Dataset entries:
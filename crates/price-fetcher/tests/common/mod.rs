//! In-process HTTP stub for exercising the real sources.

#![allow(dead_code)]

use std::sync::{Arc, Mutex};
use std::time::Duration;

use price_fetcher::FetcherConfig;
use tokio::io::{AsyncBufReadExt, AsyncWriteExt, BufReader};
use tokio::net::{TcpListener, TcpStream};

#[derive(Clone, Debug)]
pub struct RecordedRequest {
    pub method: String,
    pub target: String,
    pub headers: Vec<(String, String)>,
}

impl RecordedRequest {
    pub fn path(&self) -> &str {
        self.target.split('?').next().unwrap_or_default()
    }

    pub fn query_param(&self, name: &str) -> Option<String> {
        let query = self.target.split_once('?')?.1;
        query.split('&').find_map(|pair| {
            let (key, value) = pair.split_once('=')?;
            (key == name).then(|| urlencoding::decode(value).unwrap().into_owned())
        })
    }

    pub fn header(&self, name: &str) -> Option<&str> {
        self.headers
            .iter()
            .find(|(key, _)| key.eq_ignore_ascii_case(name))
            .map(|(_, value)| value.as_str())
    }
}

#[derive(Clone, Debug)]
pub struct StubResponse {
    pub status: u16,
    pub body: String,
    pub delay: Duration,
}

impl StubResponse {
    pub fn json(status: u16, body: serde_json::Value) -> Self {
        Self::raw(status, body.to_string())
    }

    pub fn raw(status: u16, body: impl Into<String>) -> Self {
        Self {
            status,
            body: body.into(),
            delay: Duration::ZERO,
        }
    }

    pub fn delayed(mut self, delay: Duration) -> Self {
        self.delay = delay;
        self
    }
}

/// Serves the same canned response to every request and records what it saw.
pub struct StubServer {
    base_url: String,
    requests: Arc<Mutex<Vec<RecordedRequest>>>,
}

impl StubServer {
    pub async fn start(response: StubResponse) -> Self {
        let listener = TcpListener::bind("127.0.0.1:0").await.unwrap();
        let base_url = format!("http://{}", listener.local_addr().unwrap());
        let requests = Arc::new(Mutex::new(Vec::new()));

        let recorded = requests.clone();
        tokio::spawn(async move {
            loop {
                let Ok((stream, _)) = listener.accept().await else {
                    break;
                };
                let recorded = recorded.clone();
                let response = response.clone();
                tokio::spawn(async move {
                    handle(stream, response, recorded).await;
                });
            }
        });

        Self { base_url, requests }
    }

    pub fn base_url(&self) -> String {
        self.base_url.clone()
    }

    pub fn requests(&self) -> Vec<RecordedRequest> {
        self.requests.lock().unwrap().clone()
    }
}

async fn handle(
    stream: TcpStream,
    response: StubResponse,
    recorded: Arc<Mutex<Vec<RecordedRequest>>>,
) {
    let mut reader = BufReader::new(stream);

    let mut request_line = String::new();
    if reader.read_line(&mut request_line).await.unwrap_or(0) == 0 {
        return;
    }
    let mut parts = request_line.split_whitespace();
    let method = parts.next().unwrap_or_default().to_string();
    let target = parts.next().unwrap_or_default().to_string();

    let mut headers = Vec::new();
    loop {
        let mut line = String::new();
        if reader.read_line(&mut line).await.unwrap_or(0) == 0 {
            break;
        }
        let line = line.trim_end();
        if line.is_empty() {
            break;
        }
        if let Some((key, value)) = line.split_once(':') {
            headers.push((key.trim().to_string(), value.trim().to_string()));
        }
    }

    recorded.lock().unwrap().push(RecordedRequest {
        method,
        target,
        headers,
    });

    if !response.delay.is_zero() {
        tokio::time::sleep(response.delay).await;
    }

    let reply = format!(
        "HTTP/1.1 {} Stub\r\nContent-Type: application/json\r\nContent-Length: {}\r\nConnection: close\r\n\r\n{}",
        response.status,
        response.body.len(),
        response.body
    );
    let mut stream = reader.into_inner();
    let _ = stream.write_all(reply.as_bytes()).await;
    let _ = stream.shutdown().await;
}

/// A base URL nothing listens on.
pub fn unreachable_base_url() -> String {
    let listener = std::net::TcpListener::bind("127.0.0.1:0").unwrap();
    let addr = listener.local_addr().unwrap();
    drop(listener);
    format!("http://{}", addr)
}

/// Config pointing both sources at local stubs.
pub fn stub_config(forex_base_url: String, crypto_base_url: String) -> FetcherConfig {
    FetcherConfig {
        forex_base_url: Some(forex_base_url),
        crypto_base_url: Some(crypto_base_url),
        request_timeout: Duration::from_secs(5),
        ..FetcherConfig::default()
    }
}

pub fn open_rates() -> serde_json::Value {
    serde_json::json!({
        "provider": "https://www.exchangerate-api.com",
        "base": "USD",
        "date": "2024-05-01",
        "rates": { "USD": 1, "EUR": 0.935, "JPY": 157.8, "GBP": 0.8 }
    })
}

pub fn cmc_quotes() -> serde_json::Value {
    serde_json::json!({
        "status": { "error_code": 0, "error_message": null },
        "data": {
            "BTC": { "symbol": "BTC", "quote": { "USD": { "price": 60123.45 } } },
            "ETH": { "symbol": "ETH", "quote": { "USD": { "price": 3012.5 } } }
        }
    })
}
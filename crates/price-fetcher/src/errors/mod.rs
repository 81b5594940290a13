//! Error types and failure classification for the price fetcher.
//!
//! This module provides:
//! - [`PriceFetchError`]: The error enum for every fallible operation in the crate
//! - [`FailureClass`]: Coarse classification used for structured logging and for
//!   deciding whether a failure is contained inside a source

mod failure;

pub use failure::FailureClass;

use std::path::PathBuf;

use thiserror::Error;

/// Errors that can occur while building a fetcher or fetching prices.
///
/// Only [`InvalidInput`](Self::InvalidInput) and the construction-time variants
/// ever reach the caller of a fetch. Upstream variants are produced by the
/// sources and absorbed by the aggregator, which logs them and records them in
/// the [`FetchReport`](crate::FetchReport).
#[derive(Error, Debug)]
pub enum PriceFetchError {
    /// The tickers argument was not a sequence of strings.
    #[error("Invalid input: {0}")]
    InvalidInput(String),

    /// The configured currency reference document does not exist.
    #[error("Symbol table not found: {}", path.display())]
    SymbolTableNotFound {
        /// Path that was looked up
        path: PathBuf,
    },

    /// The currency reference document exists but could not be read.
    #[error("Failed to read symbol table {}: {source}", path.display())]
    SymbolTableRead {
        /// Path that was read
        path: PathBuf,
        /// Underlying I/O error
        #[source]
        source: std::io::Error,
    },

    /// The currency reference document is not a flat code-to-name object.
    #[error("Malformed symbol table: {0}")]
    SymbolTableMalformed(String),

    /// The fetcher could not be configured (e.g. the HTTP client failed to build).
    #[error("Configuration error: {0}")]
    Configuration(String),

    /// The request to an upstream source timed out.
    #[error("Timeout: {provider}")]
    Timeout {
        /// The source that timed out
        provider: String,
    },

    /// The request never produced an HTTP response (DNS, connect, TLS, ...).
    #[error("Request failed: {provider} - {message}")]
    Transport {
        /// The source the request was sent to
        provider: String,
        /// Description of the transport failure
        message: String,
    },

    /// The source answered with a non-success HTTP status.
    #[error("HTTP {status}: {provider} - {message}")]
    HttpStatus {
        /// The source that answered
        provider: String,
        /// HTTP status code
        status: u16,
        /// Error message extracted from the body, or the status reason
        message: String,
    },

    /// The response body could not be decoded.
    #[error("Malformed response: {provider} - {message}")]
    MalformedResponse {
        /// The source that answered
        provider: String,
        /// Decoder message
        message: String,
    },

    /// The response decoded but lacks the field that carries the prices.
    #[error("Missing field `{field}` in {provider} response")]
    MissingField {
        /// The source that answered
        provider: String,
        /// Name of the missing field
        field: &'static str,
    },
}

impl PriceFetchError {
    /// Returns the failure classification for this error.
    ///
    /// # Examples
    ///
    /// ```
    /// use price_fetcher::errors::{FailureClass, PriceFetchError};
    ///
    /// let error = PriceFetchError::Timeout { provider: "COINMARKETCAP".to_string() };
    /// assert_eq!(error.failure_class(), FailureClass::Transport);
    ///
    /// let error = PriceFetchError::InvalidInput("expected a list".to_string());
    /// assert_eq!(error.failure_class(), FailureClass::InvalidInput);
    /// ```
    pub fn failure_class(&self) -> FailureClass {
        match self {
            Self::InvalidInput(_) => FailureClass::InvalidInput,

            Self::SymbolTableNotFound { .. }
            | Self::SymbolTableRead { .. }
            | Self::SymbolTableMalformed(_)
            | Self::Configuration(_) => FailureClass::Configuration,

            Self::Timeout { .. } | Self::Transport { .. } => FailureClass::Transport,

            Self::HttpStatus { .. } => FailureClass::HttpStatus,

            Self::MalformedResponse { .. } | Self::MissingField { .. } => FailureClass::Parse,
        }
    }

    /// Whether this failure is absorbed by the aggregator instead of being returned.
    pub fn is_contained(&self) -> bool {
        self.failure_class().is_upstream()
    }

    /// The source a contained failure came from, if any.
    pub fn provider(&self) -> Option<&str> {
        match self {
            Self::Timeout { provider }
            | Self::Transport { provider, .. }
            | Self::HttpStatus { provider, .. }
            | Self::MalformedResponse { provider, .. }
            | Self::MissingField { provider, .. } => Some(provider),
            _ => None,
        }
    }
}

/// Result alias used throughout the crate.
pub type Result<T> = std::result::Result<T, PriceFetchError>;
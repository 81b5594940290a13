//! Upstream price sources.
//!
//! This module contains:
//! - The `PriceSource` trait both upstreams implement
//! - Shared HTTP plumbing (client construction, status and transport mapping)
//! - `ExchangeRateSource` for forex codes and `CoinMarketCapSource` for crypto symbols
//!
//! Sources report failures as typed [`PriceFetchError`](crate::errors::PriceFetchError)s.
//! Turning a failed batch into an empty contribution is the aggregator's job.

mod http;
mod traits;

pub mod coinmarketcap;
pub mod exchange_rate;

pub(crate) use http::build_client;
pub use traits::{PriceSource, SourceQuotes};
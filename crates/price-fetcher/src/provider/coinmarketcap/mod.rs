//! CoinMarketCap source for crypto symbols.
//!
//! One GET to `/v1/cryptocurrency/quotes/latest` per batch with the symbols
//! comma-joined in `symbol` and the key in the `X-CMC_PRO_API_KEY` header.
//! Prices are read from `data.<SYMBOL>.quote.USD.price`.
//!
//! Without a key the sandbox host is used; sandbox prices are synthetic.
//! API documentation: https://coinmarketcap.com/api/documentation/v1/

use std::collections::HashMap;

use async_trait::async_trait;
use reqwest::header::ACCEPT;
use reqwest::Client;
use serde::Deserialize;
use tracing::debug;

use super::http::{parse_json, send};
use super::{PriceSource, SourceQuotes};
use crate::config::CryptoEndpoint;
use crate::errors::{PriceFetchError, Result};
use crate::models::{PriceQuote, TickerKind};

const PROVIDER_ID: &str = "COINMARKETCAP";
const API_KEY_HEADER: &str = "X-CMC_PRO_API_KEY";
const QUOTE_CURRENCY: &str = "USD";

// ============================================================================
// API Response Structures
// ============================================================================

/// Response from /v1/cryptocurrency/quotes/latest
#[derive(Debug, Deserialize)]
struct QuotesLatestResponse {
    /// Assets keyed by requested symbol
    data: Option<HashMap<String, AssetEntry>>,
    status: Option<ResponseStatus>,
}

#[derive(Debug, Deserialize)]
struct AssetEntry {
    /// Quotes keyed by convert currency
    #[serde(default)]
    quote: HashMap<String, QuoteEntry>,
}

#[derive(Debug, Deserialize)]
struct QuoteEntry {
    price: Option<f64>,
}

/// Status block present on every response, successful or not
#[derive(Debug, Deserialize)]
struct ResponseStatus {
    error_message: Option<String>,
}

/// Error bodies carry `{"status": {"error_code": 1002, "error_message": "API key missing."}}`.
fn error_message(body: &str) -> Option<String> {
    serde_json::from_str::<QuotesLatestResponse>(body)
        .ok()
        .and_then(|r| r.status)
        .and_then(|s| s.error_message)
}

// ============================================================================
// CoinMarketCapSource
// ============================================================================

/// Crypto price source backed by CoinMarketCap.
pub struct CoinMarketCapSource {
    client: Client,
    endpoint: CryptoEndpoint,
}

impl CoinMarketCapSource {
    pub fn new(client: Client, endpoint: CryptoEndpoint) -> Self {
        Self { client, endpoint }
    }

    pub fn endpoint(&self) -> &CryptoEndpoint {
        &self.endpoint
    }
}

/// Pick the USD price of each requested symbol out of `data`.
///
/// Symbols absent from `data`, or present without a USD price, are missing.
fn resolve_prices(tickers: &[String], data: &HashMap<String, AssetEntry>) -> SourceQuotes {
    let mut resolved = SourceQuotes::default();

    for ticker in tickers {
        let price = data
            .get(ticker)
            .and_then(|asset| asset.quote.get(QUOTE_CURRENCY))
            .and_then(|quote| quote.price);

        match price {
            Some(price) => resolved.quotes.push(PriceQuote::new(ticker.clone(), price)),
            None => resolved.missing.push(ticker.clone()),
        }
    }

    resolved
}

#[async_trait]
impl PriceSource for CoinMarketCapSource {
    fn id(&self) -> &'static str {
        PROVIDER_ID
    }

    fn kind(&self) -> TickerKind {
        TickerKind::Crypto
    }

    async fn fetch_quotes(&self, tickers: &[String]) -> Result<SourceQuotes> {
        let symbols = tickers.join(",");
        debug!(
            "CoinMarketCap request: {} symbols (sandbox: {})",
            tickers.len(),
            self.endpoint.sandbox
        );

        let request = self
            .client
            .get(&self.endpoint.url)
            .header(ACCEPT, "application/json")
            .header(API_KEY_HEADER, &self.endpoint.api_key)
            .query(&[("symbol", symbols.as_str())]);

        let body = send(PROVIDER_ID, request, error_message).await?;
        let response: QuotesLatestResponse = parse_json(PROVIDER_ID, &body)?;

        let data = response.data.ok_or_else(|| PriceFetchError::MissingField {
            provider: PROVIDER_ID.to_string(),
            field: "data",
        })?;

        let resolved = resolve_prices(tickers, &data);
        if !resolved.missing.is_empty() {
            debug!(
                "CoinMarketCap response has no USD price for: {}",
                resolved.missing.join(",")
            );
        }
        Ok(resolved)
    }
}
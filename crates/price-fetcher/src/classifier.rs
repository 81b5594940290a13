//! Ticker classification.
//!
//! Every ticker is uppercased and routed by symbol-table membership: known
//! currency codes go to the forex source, everything else to the crypto
//! source. The partition is stable and drops nothing.

use crate::models::ClassifiedTickers;
use crate::symbols::SymbolTable;

/// Partition `tickers` into forex and crypto, preserving input order.
pub fn classify<S: AsRef<str>>(tickers: &[S], symbols: &SymbolTable) -> ClassifiedTickers {
    let mut classified = ClassifiedTickers::default();
    for ticker in tickers {
        let ticker = ticker.as_ref().to_uppercase();
        classified.push(symbols.kind_of(&ticker), ticker);
    }
    classified
}
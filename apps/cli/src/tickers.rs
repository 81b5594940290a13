//! Ticker list files.

use std::io::BufRead;

/// Read tickers separated by commas, whitespace or new lines. Blank entries are skipped.
pub fn parse_ticker_list<R: BufRead>(reader: R) -> std::io::Result<Vec<String>> {
    let mut tickers = Vec::new();

    for line in reader.lines() {
        let line = line?;
        tickers.extend(
            line.split(|c: char| c == ',' || c.is_whitespace())
                .map(str::trim)
                .filter(|t| !t.is_empty())
                .map(str::to_string),
        );
    }
    Ok(tickers)
}
//! Application lifecycle: boot-time manifest scan, start/quit control,
//! and the event pump every guest runs.
//!
//! One controller task owns all transitions. It parks on a start-request
//! queue; a request names an app, the controller kills whatever still
//! runs, loads the newcomer (flash apps) or reuses its host-linked entry
//! (built-ins), and spawns it as the single guest task. UI events flow
//! through a second queue straight to the guest.

pub mod arena;
pub mod loader;
pub mod manifest;

use alloc::string::{String, ToString};
use core::sync::atomic::{AtomicUsize, Ordering};

use log::{debug, error, info};
use spin::Mutex;

use quartzos_app_proto::{self as proto, ApplicationHeader};

use crate::apps;
use crate::config::{
    APP_MESSAGE_QUEUE_DEPTH, APP_SLOT_COUNT, APP_TASK_PRIORITY, APP_THREAD_QUEUE_DEPTH,
    CONTROLLER_STACK_WORDS, CONTROLLER_TASK_PRIORITY, EVENT_RECV_TIMEOUT_TICKS,
    EVENT_SEND_TIMEOUT_TICKS, START_SEND_TIMEOUT_TICKS,
};
use crate::flash::{FlashDriver, FlashError};
use crate::port::{Rtos, TaskEntry, TaskId, TaskStack};
use crate::resources::{BitmapHandle, FontHandle, ResHandle, ResourceStore};
use crate::sync::queue::MessageQueue;
use crate::time::TickMessage;
use crate::ui::{ButtonId, ButtonMessage, ClickRecognizerRef, WindowPort};

use arena::Arena;

pub use loader::{LoadedImage, SymbolTable};
pub use manifest::{AppRecord, AppType, Manifest};

/// Entry signature of host-linked (built-in) applications.
pub type AppEntry = fn(&'static AppManager);

#[derive(Clone, Copy, Debug, PartialEq, Eq)]
pub enum AppError {
    /// Name not in the manifest.
    NotFound,
    /// Flash would not deliver the bundle.
    LoadFailed,
    /// Image plus reserved stack overflows the arena.
    TooBig,
    /// Relocation entry points outside the binary.
    BadReloc,
    /// Queue send timed out.
    QueueFull,
    /// Header shape or checksum wrong.
    InvalidBinary,
    /// The RTOS refused the task.
    SpawnFailed,
}

/// Events multiplexed onto the running application.
pub enum AppMessage {
    Button(ButtonMessage),
    Tick(TickMessage),
    Quit,
}

struct StartRequest {
    name: String,
}

const NO_RUNNING_APP: usize = usize::MAX;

What you are asked to do –
The lines above from the one with "let data = response.data.ok_or_else(||" through the one with "preserving input order." are to be duplicated exactly, ends included, with nothing added.

Task result –
        let data = response.data.ok_or_else(|| PriceFetchError::MissingField {
            provider: PROVIDER_ID.to_string(),
            field: "data",
        })?;

        let resolved = resolve_prices(tickers, &data);
        if !resolved.missing.is_empty() {
            debug!(
                "CoinMarketCap response has no USD price for: {}",
                resolved.missing.join(",")
            );
        }
        Ok(resolved)
    }
}
filename crates/price-fetcher/src/classifier.rs
repository 81b5594940290a13
//! Ticker classification.
//!
//! Every ticker is uppercased and routed by symbol-table membership: known
//! currency codes go to the forex source, everything else to the crypto
//! source. The partition is stable and drops nothing.

use crate::models::ClassifiedTickers;
use crate::symbols::SymbolTable;

/// Partition `tickers` into forex and crypto, preserving input order.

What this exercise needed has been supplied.